Someone remarked to me that ‘Proregress’ is a show critical of every nation but China. This is not entirely true, though it did feed into rumours about the delayed publication of the full artist list. (It appeared two days before the opening.) Enrique Ježik’s In Hemmed-In Ground (2018), another new commission installed in the ground-floor atrium, spells out ‘One Step Forwards Two Steps Back’, in Chinese characters. Constructed from bundles of folded cardboard of the kind gathered for recycling by poor street scavengers, the text forms a knee-high obstacle course at ground level. Legible from PSA’s upper floors, the statement references Vladimir Ilyich Lenin’s analysis of the Second Party Congress of the Russian Social Democratic Labour Party, in 1903: the crisis in the party after a split between different factions and how to overcome it in pursuit of the greater good. Directly mimicking the kind of political sloganeering still employed by China’s ruling Communist Party, the work insinuates a sacrificial logic of progress that takes on a particular resonance here. (At least in English, the title of Lenin’s text has a subversive ring of Mao’s Great Leap Forward, between 1958 and ’62, during which some 30 million people are estimated to have died as a result of industrialization policies.) Censorship is also directly addressed in the Cuban artist Reynier Leyva Novo’s performance work, Nothing about Nothing (2018), in which at the artist (and then a team of volunteers) will continuosly re-paint one of the museum’s already white corridors white: a potent critique of the art institution as a place from which to say anything at all.
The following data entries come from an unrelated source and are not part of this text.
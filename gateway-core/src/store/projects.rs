//! Per-user project records and attached files
//!
//! `<state>/user-projects/<user>/projects.json` holds the metadata;
//! payloads live beside it under `files/<projectId>/<fileId>`. Project ids
//! come from clients and are validated against a strict pattern before
//! they ever touch a path; file ids are server-generated.

use std::fs;
use std::path::{Path, PathBuf};

use serde::{Deserialize, Serialize};
use tokio::sync::Mutex;

use crate::error::GatewayError;
use crate::store::{sanitize_username, write_file_0600};
use crate::now_ms;

/// Maximum projects per user.
const MAX_PROJECTS: usize = 100;

/// Maximum files per project.
const MAX_FILES: usize = 500;

/// Maximum accepted payload size, measured on the base64-encoded form.
const MAX_FILE_BYTES: usize = 35 * 1024 * 1024;

#[derive(Debug, Clone, Serialize, Deserialize)]
#[serde(rename_all = "camelCase")]
pub struct ProjectFileMeta {
    pub id: String,
    pub file_name: String,
    pub mime_type: String,
    pub size_bytes: u64,
    pub session_key: String,
    pub added_at: u64,
}

#[derive(Debug, Clone, Serialize, Deserialize)]
#[serde(rename_all = "camelCase")]
pub struct Project {
    pub id: String,
    pub name: String,
    pub color: String,
    #[serde(default)]
    pub session_keys: Vec<String>,
    #[serde(default)]
    pub files: Vec<ProjectFileMeta>,
    pub created_at: u64,
}

#[derive(Debug, Clone, Serialize, Deserialize, Default)]
#[serde(rename_all = "camelCase")]
struct ProjectsFile {
    #[serde(default)]
    projects: Vec<Project>,
}

/// Fields a client may change on an existing project.
#[derive(Debug, Clone, Default, Deserialize)]
#[serde(rename_all = "camelCase")]
pub struct ProjectUpdate {
    pub name: Option<String>,
    pub color: Option<String>,
    pub session_keys: Option<Vec<String>>,
}

/// Store over per-user project trees.
pub struct ProjectsStore {
    dir: PathBuf,
    lock: Mutex<()>,
}

/// Validate a client-supplied project id before any path is built from it.
pub fn validate_project_id(id: &str) -> Result<(), GatewayError> {
    let mut chars = id.chars();
    let valid = match chars.next() {
        Some(first) if first.is_ascii_alphanumeric() => {
            id.len() <= 64
                && chars.all(|c| c.is_ascii_alphanumeric() || c == '_' || c == '-')
        }
        _ => false,
    };
    if valid {
        Ok(())
    } else {
        Err(GatewayError::InvalidInput(format!("invalid project id {id:?}")))
    }
}

impl ProjectsStore {
    pub fn new(state_dir: &Path) -> Self {
        ProjectsStore {
            dir: state_dir.join("user-projects"),
            lock: Mutex::new(()),
        }
    }

    fn user_dir(&self, username: &str) -> PathBuf {
        self.dir.join(sanitize_username(username))
    }

    fn index_path(&self, username: &str) -> PathBuf {
        self.user_dir(username).join("projects.json")
    }

    fn payload_path(&self, username: &str, project_id: &str, file_id: &str) -> PathBuf {
        self.user_dir(username)
            .join("files")
            .join(project_id)
            .join(file_id)
    }

    fn read_index(&self, username: &str) -> ProjectsFile {
        match fs::read_to_string(self.index_path(username)) {
            Ok(raw) => serde_json::from_str(&raw).unwrap_or_default(),
            Err(_) => ProjectsFile::default(),
        }
    }

    fn write_index(&self, username: &str, doc: &ProjectsFile) -> Result<(), GatewayError> {
        let bytes = serde_json::to_vec_pretty(doc)
            .map_err(|e| GatewayError::Fatal(format!("projects serialization failed: {e}")))?;
        write_file_0600(&self.index_path(username), &bytes)?;
        Ok(())
    }

    pub async fn list(&self, username: &str) -> Vec<Project> {
        let _guard = self.lock.lock().await;
        self.read_index(username).projects
    }

    pub async fn get(&self, username: &str, project_id: &str) -> Option<Project> {
        let _guard = self.lock.lock().await;
        self.read_index(username)
            .projects
            .into_iter()
            .find(|p| p.id == project_id)
    }

    pub async fn create(
        &self,
        username: &str,
        id: &str,
        name: &str,
        color: &str,
    ) -> Result<Project, GatewayError> {
        validate_project_id(id)?;

        let _guard = self.lock.lock().await;
        let mut doc = self.read_index(username);
        if doc.projects.len() >= MAX_PROJECTS {
            return Err(GatewayError::ResourceLimit(format!(
                "at most {MAX_PROJECTS} projects per user"
            )));
        }
        if doc.projects.iter().any(|p| p.id == id) {
            return Err(GatewayError::Conflict(format!("project {id} already exists")));
        }

        let project = Project {
            id: id.to_string(),
            name: name.to_string(),
            color: color.to_string(),
            session_keys: Vec::new(),
            files: Vec::new(),
            created_at: now_ms(),
        };
        doc.projects.push(project.clone());
        self.write_index(username, &doc)?;
        Ok(project)
    }

    pub async fn update(
        &self,
        username: &str,
        project_id: &str,
        update: ProjectUpdate,
    ) -> Result<Project, GatewayError> {
        let _guard = self.lock.lock().await;
        let mut doc = self.read_index(username);
        let project = doc
            .projects
            .iter_mut()
            .find(|p| p.id == project_id)
            .ok_or_else(|| GatewayError::NotFound(format!("unknown project {project_id}")))?;

        if let Some(name) = update.name {
            project.name = name;
        }
        if let Some(color) = update.color {
            project.color = color;
        }
        if let Some(session_keys) = update.session_keys {
            project.session_keys = session_keys;
        }
        let updated = project.clone();
        self.write_index(username, &doc)?;
        Ok(updated)
    }

    /// Delete a project along with its stored payloads.
    pub async fn delete(&self, username: &str, project_id: &str) -> Result<(), GatewayError> {
        validate_project_id(project_id)?;

        let _guard = self.lock.lock().await;
        let mut doc = self.read_index(username);
        let before = doc.projects.len();
        doc.projects.retain(|p| p.id != project_id);
        if doc.projects.len() == before {
            return Err(GatewayError::NotFound(format!("unknown project {project_id}")));
        }
        self.write_index(username, &doc)?;

        let payload_dir = self.user_dir(username).join("files").join(project_id);
        if payload_dir.exists() {
            let _ = fs::remove_dir_all(&payload_dir);
        }
        Ok(())
    }

    /// Attach a payload to a project. `data_base64` is the encoded upload;
    /// the 35 MB cap applies to the encoded length, matching what clients
    /// are told before they send.
    pub async fn add_file(
        &self,
        username: &str,
        project_id: &str,
        file_name: &str,
        mime_type: &str,
        session_key: &str,
        data_base64: &str,
    ) -> Result<ProjectFileMeta, GatewayError> {
        use base64::{engine::general_purpose::STANDARD, Engine as _};

        validate_project_id(project_id)?;
        if data_base64.len() > MAX_FILE_BYTES {
            return Err(GatewayError::ResourceLimit(format!(
                "file payload exceeds {MAX_FILE_BYTES} encoded bytes"
            )));
        }
        let data = STANDARD
            .decode(data_base64)
            .map_err(|_| GatewayError::InvalidInput("file payload is not base64".to_string()))?;

        let _guard = self.lock.lock().await;
        let mut doc = self.read_index(username);
        let project = doc
            .projects
            .iter_mut()
            .find(|p| p.id == project_id)
            .ok_or_else(|| GatewayError::NotFound(format!("unknown project {project_id}")))?;
        if project.files.len() >= MAX_FILES {
            return Err(GatewayError::ResourceLimit(format!(
                "at most {MAX_FILES} files per project"
            )));
        }

        let mut id_bytes = [0u8; 16];
        rand::RngCore::fill_bytes(&mut rand::thread_rng(), &mut id_bytes);
        let file_id = hex::encode(id_bytes);

        let meta = ProjectFileMeta {
            id: file_id.clone(),
            file_name: file_name.to_string(),
            mime_type: mime_type.to_string(),
            size_bytes: data.len() as u64,
            session_key: session_key.to_string(),
            added_at: now_ms(),
        };
        project.files.push(meta.clone());

        let payload_path = self.payload_path(username, project_id, &file_id);
        write_file_0600(&payload_path, &data)?;
        self.write_index(username, &doc)?;
        Ok(meta)
    }

    pub async fn read_file(
        &self,
        username: &str,
        project_id: &str,
        file_id: &str,
    ) -> Result<(ProjectFileMeta, Vec<u8>), GatewayError> {
        validate_project_id(project_id)?;

        let _guard = self.lock.lock().await;
        let doc = self.read_index(username);
        let meta = doc
            .projects
            .iter()
            .find(|p| p.id == project_id)
            .and_then(|p| p.files.iter().find(|f| f.id == file_id))
            .cloned()
            .ok_or_else(|| GatewayError::NotFound(format!("unknown file {file_id}")))?;

        let data = fs::read(self.payload_path(username, project_id, &meta.id))
            .map_err(|e| GatewayError::Io(e.to_string()))?;
        Ok((meta, data))
    }

    pub async fn remove_file(
        &self,
        username: &str,
        project_id: &str,
        file_id: &str,
    ) -> Result<(), GatewayError> {
        validate_project_id(project_id)?;

        let _guard = self.lock.lock().await;
        let mut doc = self.read_index(username);
        let project = doc
            .projects
            .iter_mut()
            .find(|p| p.id == project_id)
            .ok_or_else(|| GatewayError::NotFound(format!("unknown project {project_id}")))?;
        let before = project.files.len();
        project.files.retain(|f| f.id != file_id);
        if project.files.len() == before {
            return Err(GatewayError::NotFound(format!("unknown file {file_id}")));
        }
        self.write_index(username, &doc)?;
        let _ = fs::remove_file(self.payload_path(username, project_id, file_id));
        Ok(())
    }
}
fn cli() -> Command {
    Command::new("openclaw-admin")
        .version(openclaw_core::VERSION)
        .about("OpenClaw Gateway administration")
        .arg(
            Arg::new("state-dir")
                .long("state-dir")
                .value_name("DIR")
                .global(true)
                .help("State directory (default ~/.openclaw)"),
        )
        .subcommand_required(true)
        .subcommand(
            Command::new("user")
                .about("User lifecycle")
                .subcommand_required(true)
                .subcommand(
                    Command::new("create")
                        .about("Create a user")
                        .arg(Arg::new("username").required(true))
                        .arg(
                            Arg::new("role")
                                .long("role")
                                .value_name("ROLE")
                                .help("admin, operator or read-only")
                                .default_value("operator"),
                        ),
                )
                .subcommand(Command::new("list").about("List users"))
                .subcommand(
                    Command::new("delete")
                        .about("Delete a user and revoke their sessions")
                        .arg(Arg::new("username").required(true)),
                )
                .subcommand(
                    Command::new("passwd")
                        .about("Set a user's password")
                        .arg(Arg::new("username").required(true)),
                )
                .subcommand(
                    Command::new("reset-password")
                        .about("Reset a password with the recovery code")
                        .arg(Arg::new("username").required(true)),
                )
                .subcommand(
                    Command::new("rename")
                        .about("Rename a user")
                        .arg(Arg::new("current").required(true))
                        .arg(Arg::new("new").required(true)),
                )
                .subcommand(
                    Command::new("recovery-code")
                        .about("Issue a fresh numeric recovery code")
                        .arg(Arg::new("username").required(true)),
                )
                .subcommand(
                    Command::new("revoke")
                        .about("Revoke a user's persisted sessions")
                        .arg(Arg::new("username").required(true)),
                )
                .subcommand(
                    Command::new("totp-setup")
                        .about("Enrol a TOTP second factor")
                        .arg(Arg::new("username").required(true)),
                )
                .subcommand(
                    Command::new("totp-disable")
                        .about("Remove the TOTP second factor")
                        .arg(Arg::new("username").required(true)),
                )
                .subcommand(
                    Command::new("totp-backup-regenerate")
                        .about("Issue fresh backup codes")
                        .arg(Arg::new("username").required(true)),
                ),
        )
        .subcommand(
            Command::new("credentials")
                .about("Credentials file encryption")
                .subcommand_required(true)
                .subcommand(Command::new("encrypt").about("Encrypt the credentials file"))
                .subcommand(Command::new("decrypt").about("Decrypt the credentials file"))
                .subcommand(Command::new("rotate").about("Rotate the session encryption key")),
        )
        .subcommand(
            Command::new("tls")
                .about("TLS certificate material")
                .subcommand_required(true)
                .subcommand(Command::new("enable").about("Mint certificate material if absent"))
                .subcommand(Command::new("disable").about("Remove certificate material"))
                .subcommand(Command::new("status").about("Report certificate material state"))
                .subcommand(Command::new("regenerate").about("Mint fresh certificate material")),
        )
        .subcommand(
            Command::new("audit")
                .about("Audit log inspection")
                .subcommand_required(true)
                .subcommand(
                    Command::new("tail")
                        .about("Print the latest audit events")
                        .arg(
                            Arg::new("lines")
                                .short('n')
                                .value_name("N")
                                .default_value("20"),
                        )
                        .arg(
                            Arg::new("follow")
                                .short('f')
                                .long("follow")
                                .action(ArgAction::SetTrue),
                        )
                        .arg(Arg::new("json").long("json").action(ArgAction::SetTrue)),
                )
                .subcommand(
                    Command::new("search")
                        .about("Search audit events across rotated files")
                        .arg(Arg::new("event").long("event").value_name("PREFIX"))
                        .arg(Arg::new("actor").long("actor").value_name("NAME"))
                        .arg(
                            Arg::new("since")
                                .long("since")
                                .value_name("DUR|ISO")
                                .help("Duration like 2h/30m/7d, or an ISO-8601 timestamp"),
                        )
                        .arg(Arg::new("json").long("json").action(ArgAction::SetTrue)),
                ),
        )
}

#[tokio::main]
async fn main() {
    let matches = cli().get_matches();
    let state_dir = matches
        .get_one::<String>("state-dir")
        .map(PathBuf::from)
        .unwrap_or_else(default_state_dir);

    let outcome = run(&state_dir, &matches).await;
    match outcome {
        Ok(()) => {}
        Err(err) => {
            eprintln!("error: {err}");
            std::process::exit(1);
        }
    }
}

async fn run(state_dir: &PathBuf, matches: &clap::ArgMatches) -> anyhow::Result<()> {
    match matches.subcommand() {
        Some(("user", sub)) => user_command(state_dir, sub).await,
        Some(("credentials", sub)) => credentials_command(state_dir, sub).await,
        Some(("tls", sub)) => tls_command(state_dir, sub),
        Some(("audit", sub)) => audit_command(state_dir, sub),
        _ => unreachable!("subcommand required"),
    }
}

// ------------------------------------------------------------------
// prompting
// ------------------------------------------------------------------

/// Hidden prompt. `None` means the operator cancelled (empty input or EOF).
fn prompt_secret(label: &str) -> Option<String> {
    match rpassword::prompt_password(label) {
        Ok(value) if !value.trim().is_empty() => Some(value),
        _ => None,
    }
}

fn prompt_line(label: &str) -> Option<String> {
    print!("{label}");
    std::io::stdout().flush().ok()?;
    let mut line = String::new();
    std::io::stdin().read_line(&mut line).ok()?;
    let trimmed = line.trim().to_string();
    if trimmed.is_empty() {
        None
    } else {
        Some(trimmed)
    }
}

/// Prompt for a new password twice; enforces the minimum length.
fn prompt_new_password() -> anyhow::Result<Option<String>> {
    let first = match prompt_secret("New password: ") {
        Some(p) => p,
        None => return Ok(None),
    };
    if first.len() < 8 {
        anyhow::bail!("password must be at least 8 characters");
    }
    let second = match prompt_secret("Repeat password: ") {
        Some(p) => p,
        None => return Ok(None),
    };
    if first != second {
        anyhow::bail!("passwords do not match");
    }
    Ok(Some(first))
}

fn cancelled() -> anyhow::Result<()> {
    println!("Cancelled.");
    Ok(())
}

/// Open the credentials store, prompting for the file password when the
/// file on disk is encrypted.
fn open_credentials(state_dir: &PathBuf) -> anyhow::Result<CredentialsStore> {
    match CredentialsStore::open(state_dir, None) {
        Ok(store) => Ok(store),
        Err(_) => {
            let password = prompt_secret("Credentials file password: ")
                .ok_or_else(|| anyhow::anyhow!("credentials file password required"))?;
            Ok(CredentialsStore::open(state_dir, Some(password))?)
        }
    }
}
//! Session recovery across process restarts
//!
//! A gateway restart rebuilds the in-memory session store from the
//! encrypted mirror: live sessions survive, expired ones do not, and a
//! cookie issued before the restart keeps working afterwards.

use openclaw_core::crypto::MachineKey;
use openclaw_core::server::{Gateway, GatewayConfig};
use openclaw_core::store::persistence::SessionPersistence;
use openclaw_core::store::sessions::AuthSession;
use openclaw_core::{now_ms, Role};
use tempfile::TempDir;

fn config_for(dir: &TempDir) -> GatewayConfig {
    GatewayConfig {
        state_dir: dir.path().to_path_buf(),
        ..Default::default()
    }
}

#[tokio::test]
async fn test_live_sessions_survive_restart() {
    let dir = TempDir::new().unwrap();

    let ids: Vec<String> = {
        let gateway = Gateway::new(config_for(&dir)).await.unwrap();
        let mut ids = Vec::new();
        for _ in 0..3 {
            ids.push(gateway.sessions.create("admin", Role::Admin).await.id);
        }
        gateway.shutdown().await; // flushes the mirror
        ids
    };

    // "Restart": a fresh gateway over the same state directory
    let gateway = Gateway::new(config_for(&dir)).await.unwrap();
    assert_eq!(gateway.sessions.count().await, 3);
    for id in ids {
        let session = gateway.sessions.get(&id).await.expect("session recovered");
        assert_eq!(session.username, "admin");
        assert_eq!(session.scopes, Role::Admin.scopes());
    }
}

#[tokio::test]
async fn test_expired_sessions_not_recovered() {
    let dir = TempDir::new().unwrap();

    // Write a mirror containing live and expired sessions, as a crashed
    // gateway might have left behind
    let key = MachineKey::load_or_create(dir.path()).unwrap();
    let now = now_ms();
    let session = |id: &str, expires_at: u64| AuthSession {
        id: id.to_string(),
        username: "admin".to_string(),
        role: Role::Admin,
        scopes: Role::Admin.scopes(),
        created_at: now - 60_000,
        expires_at,
        last_activity_at: now - 60_000,
        csrf_token: "csrf-token-value".to_string(),
    };
    let doc = serde_json::json!({
        "version": 1,
        "sessions": [
            session("live-1", now + 600_000),
            session("live-2", now + 600_000),
            session("live-3", now + 600_000),
            session("expired-1", now - 1),
        ],
    });
    let blob = key.encrypt_blob(&serde_json::to_vec(&doc).unwrap()).unwrap();
    let path = SessionPersistence::file_path(dir.path());
    std::fs::create_dir_all(path.parent().unwrap()).unwrap();
    std::fs::write(&path, blob).unwrap();

    let gateway = Gateway::new(config_for(&dir)).await.unwrap();
    assert_eq!(gateway.sessions.count().await, 3);
    assert!(gateway.sessions.get("live-1").await.is_some());
    assert!(gateway.sessions.get("expired-1").await.is_none());
}

#[tokio::test]
async fn test_tampered_mirror_starts_empty() {
    let dir = TempDir::new().unwrap();

    {
        let gateway = Gateway::new(config_for(&dir)).await.unwrap();
        gateway.sessions.create("admin", Role::Admin).await;
        gateway.shutdown().await;
    }

    let path = SessionPersistence::file_path(dir.path());
    let mut blob = std::fs::read(&path).unwrap();
    let last = blob.len() - 1;
    blob[last] ^= 0xFF;
    std::fs::write(&path, blob).unwrap();

    let gateway = Gateway::new(config_for(&dir)).await.unwrap();
    assert_eq!(gateway.sessions.count().await, 0, "fail-open to an empty store");
}

#[tokio::test]
async fn test_mirror_updates_follow_mutations() {
    let dir = TempDir::new().unwrap();

    let gateway = Gateway::new(config_for(&dir)).await.unwrap();
    let keep = gateway.sessions.create("admin", Role::Admin).await;
    let drop_me = gateway.sessions.create("admin", Role::Admin).await;
    gateway.sessions.delete_by_id(&drop_me.id).await;
    gateway.shutdown().await;

    let restarted = Gateway::new(config_for(&dir)).await.unwrap();
    assert!(restarted.sessions.get(&keep.id).await.is_some());
    assert!(restarted.sessions.get(&drop_me.id).await.is_none());
}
It struck me, seeing Andrea Fraser’s bold and important 2016 in Museums, Money and Politics (2018) – a graphic representation of political donations from the board members of 125 US art museums (red for Republican; blue for Democrat) – how meaningless that work is in a Chinese context. PSA is the only government-funded contemporary arts institution in China, with the Shanghai Biennale its flagship programme. Other museums and foundations here are privately owned and operated – often through opaque relationships with local government or as bargaining chips in real estate deals and, increasingly, in Shanghai at least, partnering on exhibitions with Western commercial galleries. In China, of course, Fraser’s pie charts would all be one colour.

Lu Yang, Material World Knight, 2018, video installation, 12th Shanghai Biennale, Power Station of Art, Shanghai. Courtesy: 12th Shanghai Biennale

China has not experienced the stuttering, endlessly deferred modernity of the Latin American context in which Alÿs’s early-2000s ‘Rehearsals’ are rooted; its hyper-accelerated post-’78 development is something closer to the maximalist, arcade-game sci-fi of Lu Yang’s installation Material World Knight (2018), with its AIs and exoskeletons. The ‘rise of China’ has unfolded with its own specific unevenesses – rapid on some fronts (economic, technological); hesitant on others (social, democratic). The public opening of the biennial on 10 November coincided with the closing day of the inaugural China International Import Expo, taking place on the other side of Shanghai. In his opening address to the Expo, President Xi Jinping stated that, over the next 15 years, his country would purchase some USD$30 trillion of foreign goods and USD$10 trillion of foreign services. The world, implicated, waits to see how China’s ‘pro-regress’ continues from here.

Main image: Lu Yang, Material World Knight (detail), 2018, video installation, 12th Shanghai Biennale, Power Station of Art, Shanghai. Courtesy: 12th Shanghai Biennale

Amy Sherlock is a writer and editor based in London, UK.